Almost one in 10 Irish people aged between 18 and 29 believe the Holocaust is a “myth” while 19 per cent believe it happened but its scale has been “greatly exaggerated”, according to a survey.
Half of the Irish adult population does not know that six million Jews were murdered during the Holocaust, the survey found.
More than a quarter of the 18- to 29-year-olds surveyed believed that fewer than two million were killed, according to the survey, and half had encountered Holocaust denial or distortion online.
Commissioned by the New York-based Conference on Jewish Material Claims Against Germany (the Claims Conference), the online survey was conducted by the Global Strategy group and involved 1,000 participants aged 18 years and over selected from a database of Irish people who have agreed to take part in surveys. The participants were selected so the age profile reflected that of the latest census.
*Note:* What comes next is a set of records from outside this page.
use std::time::Duration;

use async_trait::async_trait;
use reqwest::{Client, StatusCode};
use serde::de::DeserializeOwned;
use serde::Serialize;
use tracing::debug;

use crate::modules::analytics::domain::{
    GenreTrendRow, MarketOverview, StudioAnalyticsReport, StudioSort, TrendingReport,
};
use crate::modules::recommendations::domain::RecommendationSet;
use crate::shared::config::AppConfig;
use crate::shared::errors::{AppError, AppResult};

use super::dto::{BucketEnvelope, DataEnvelope, ListEnvelope, RecommendationEnvelope};
use crate::modules::catalog::domain::entities::{
    AnimeDetail, AnimePage, AnimeSummary, CuratedCategory, GenreOption, NamedRef, StudioOption,
};
use crate::modules::catalog::domain::search_request::{SearchRequest, SortOrder};
use crate::modules::catalog::traits::CatalogApi;

const REQUEST_TIMEOUT: Duration = Duration::from_secs(30);
const USER_AGENT: &str = concat!("aniscope/", env!("CARGO_PKG_VERSION"));

/// HTTP client for the catalog backend. Cheap to clone; holds no state
/// beyond the connection pool.
#[derive(Debug, Clone)]
pub struct CatalogClient {
    client: Client,
    base_url: String,
}

impl CatalogClient {
    pub fn new(config: &AppConfig) -> AppResult<Self> {
        let client = Client::builder()
            .timeout(REQUEST_TIMEOUT)
            .user_agent(USER_AGENT)
            .build()
            .map_err(|e| AppError::ApiError(format!("Failed to create HTTP client: {}", e)))?;

        Ok(Self {
            client,
            base_url: config.api_base_url.trim_end_matches('/').to_string(),
        })
    }

    async fn get_json<T: DeserializeOwned>(&self, path: &str) -> AppResult<T> {
        let request = self.client.get(format!("{}{}", self.base_url, path));
        Self::execute(path, request).await
    }

    async fn get_json_with<T, Q>(&self, path: &str, query: &Q) -> AppResult<T>
    where
        T: DeserializeOwned,
        Q: Serialize + ?Sized + Sync,
    {
        let request = self
            .client
            .get(format!("{}{}", self.base_url, path))
            .query(query);
        Self::execute(path, request).await
    }

    async fn execute<T: DeserializeOwned>(
        path: &str,
        request: reqwest::RequestBuilder,
    ) -> AppResult<T> {
        debug!(path, "catalog request");
        let response = request.send().await?;
        let status = response.status();

        if status == StatusCode::NOT_FOUND {
            return Err(AppError::NotFound(format!("Resource not found: {}", path)));
        }
        if !status.is_success() {
            return Err(AppError::ApiError(format!(
                "Backend returned HTTP {} for {}",
                status.as_u16(),
                path
            )));
        }

        response
            .json::<T>()
            .await
            .map_err(|e| AppError::ApiError(format!("Failed to parse response from {}: {}", path, e)))
    }
}

#[async_trait]
impl CatalogApi for CatalogClient {
    async fn list_anime(&self, limit: u32, offset: u32) -> AppResult<AnimePage> {
        let envelope: ListEnvelope = self
            .get_json_with("/anime", &[("limit", limit), ("offset", offset)])
            .await?;
        Ok(envelope.into_page())
    }

    async fn search_anime(&self, request: &SearchRequest) -> AppResult<AnimePage> {
        let envelope: ListEnvelope = self.get_json_with("/search", request).await?;
        Ok(envelope.into_page())
    }

    async fn get_anime(&self, id: i64) -> AppResult<AnimeDetail> {
        self.get_json(&format!("/anime/{}", id)).await
    }

    async fn get_anime_by_mal_id(&self, mal_id: i64) -> AppResult<Option<AnimeDetail>> {
        match self.get_json(&format!("/anime/mal/{}", mal_id)).await {
            Ok(detail) => Ok(Some(detail)),
            Err(AppError::NotFound(_)) => Ok(None),
            Err(e) => Err(e),
        }
    }

    async fn latest_anime(&self, limit: u32) -> AppResult<Vec<AnimeSummary>> {
        let envelope: DataEnvelope<Vec<AnimeSummary>> = self
            .get_json_with("/anime/latest", &[("limit", limit)])
            .await?;
        envelope.into_data()
    }

    async fn random_anime(&self) -> AppResult<AnimeSummary> {
        let envelope: DataEnvelope<AnimeSummary> = self.get_json("/anime/random").await?;
        envelope.into_data()
    }

    async fn list_genres(&self) -> AppResult<Vec<NamedRef>> {
        let envelope: DataEnvelope<Vec<NamedRef>> = self.get_json("/genres").await?;
        envelope.into_data()
    }

    async fn recommendations_for(&self, id: i64, limit: u32) -> AppResult<RecommendationSet> {
        let envelope: RecommendationEnvelope = self
            .get_json_with(&format!("/anime/{}/recommendations", id), &[("limit", limit)])
            .await?;
        envelope.into_set()
    }

    async fn curated(
        &self,
        category: CuratedCategory,
        limit: u32,
        offset: u32,
    ) -> AppResult<AnimePage> {
        let envelope: BucketEnvelope = self
            .get_json_with(
                &format!("/recommendations/{}", category.path_segment()),
                &[("limit", limit), ("offset", offset)],
            )
            .await?;
        envelope.into_page(limit, offset)
    }

    async fn by_genre(&self, name: &str, limit: u32, offset: u32) -> AppResult<AnimePage> {
        let envelope: BucketEnvelope = self
            .get_json_with(
                &format!("/recommendations/genre/{}", urlencoding::encode(name)),
                &[("limit", limit), ("offset", offset)],
            )
            .await?;
        envelope.into_page(limit, offset)
    }

    async fn by_studio(&self, name: &str, limit: u32, offset: u32) -> AppResult<AnimePage> {
        let envelope: BucketEnvelope = self
            .get_json_with(
                &format!("/recommendations/studio/{}", urlencoding::encode(name)),
                &[("limit", limit), ("offset", offset)],
            )
            .await?;
        envelope.into_page(limit, offset)
    }

    async fn genre_options(&self, limit: Option<u32>) -> AppResult<Vec<GenreOption>> {
        let envelope: DataEnvelope<Vec<GenreOption>> = match limit {
            Some(limit) => {
                self.get_json_with("/recommendations/genres/list", &[("limit", limit)])
                    .await?
            }
            None => self.get_json("/recommendations/genres/list").await?,
        };
        envelope.into_data()
    }

    async fn studio_options(&self, limit: Option<u32>) -> AppResult<Vec<StudioOption>> {
        let envelope: DataEnvelope<Vec<StudioOption>> = match limit {
            Some(limit) => {
                self.get_json_with("/recommendations/studios/list", &[("limit", limit)])
                    .await?
            }
            None => self.get_json("/recommendations/studios/list").await?,
        };
        envelope.into_data()
    }

    async fn studio_analytics(
        &self,
        years: u32,
        sort_by: StudioSort,
        limit: u32,
    ) -> AppResult<StudioAnalyticsReport> {
        let envelope: DataEnvelope<StudioAnalyticsReport> = self
            .get_json_with(
                "/analytics/studios",
                &[
                    ("years", years.to_string()),
                    ("sort_by", sort_by.as_str().to_string()),
                    ("limit", limit.to_string()),
                ],
            )
            .await?;
        envelope.into_data()
    }

    async fn genre_analytics(
        &self,
        sort_by: &str,
        order: SortOrder,
    ) -> AppResult<Vec<GenreTrendRow>> {
        let envelope: DataEnvelope<Vec<GenreTrendRow>> = self
            .get_json_with(
                "/analytics/genres",
                &[("sort_by", sort_by), ("order", order.as_str())],
            )
            .await?;
        envelope.into_data()
    }

    async fn analytics_overview(&self) -> AppResult<MarketOverview> {
        let envelope: DataEnvelope<MarketOverview> = self.get_json("/analytics/overview").await?;
        envelope.into_data()
    }

    async fn trending_analysis(&self, year: i32) -> AppResult<TrendingReport> {
        let envelope: DataEnvelope<TrendingReport> = self
            .get_json_with("/analytics/trending", &[("year", year)])
            .await?;
        envelope.into_data()
    }
}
The survey has a margin of error of +/- 3.1 per cent, meaning a finding of 50 per cent can be confidently assumed to be correct within the 46.9 per cent to 53.1 per cent range.
Eight per cent of all adults surveyed said they believed the Holocaust was a myth, while 18 per cent said they believed the number killed was greatly exaggerated.
Twelve per cent of all respondents said they had never heard of or were not sure if they had ever heard of the Holocaust, with the proportion rising to 15 per cent among the younger age cohort, the survey found.
The Holocaust was a policy of genocide operated by the Nazi regime in Germany during the years 1933 to 1945. About half of the six million victims were killed in German-occupied Poland.
The Claims Conference, which was set up in 1951 to negotiate reparation from Germany on behalf of Jewish victims, commissioned the survey as part of a rolling series of such studies around the world.
As with the Irish survey, earlier surveys in the US and Europe found a surprisingly high level of ignorance about the Holocaust alongside strong support for Holocaust education and a majority view that such a massive campaign of killing could happen again.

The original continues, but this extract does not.